[INFORMATION SHOWN]
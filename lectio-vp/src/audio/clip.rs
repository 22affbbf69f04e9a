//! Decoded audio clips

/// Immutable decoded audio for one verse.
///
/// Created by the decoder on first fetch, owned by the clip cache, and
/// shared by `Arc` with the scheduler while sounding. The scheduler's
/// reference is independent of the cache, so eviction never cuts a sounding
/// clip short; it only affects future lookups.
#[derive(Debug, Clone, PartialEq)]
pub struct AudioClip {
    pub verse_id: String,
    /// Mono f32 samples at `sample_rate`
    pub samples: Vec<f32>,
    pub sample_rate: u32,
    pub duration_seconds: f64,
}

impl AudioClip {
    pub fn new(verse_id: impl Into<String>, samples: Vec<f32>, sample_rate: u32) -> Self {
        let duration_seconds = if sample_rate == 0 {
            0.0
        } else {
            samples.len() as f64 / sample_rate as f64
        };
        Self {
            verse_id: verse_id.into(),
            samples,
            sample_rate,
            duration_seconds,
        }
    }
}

[WHAT TO WORK ON]
Tally the lines of the records that contain the word "sounding", then give only the tally.

[SOLUTION]
2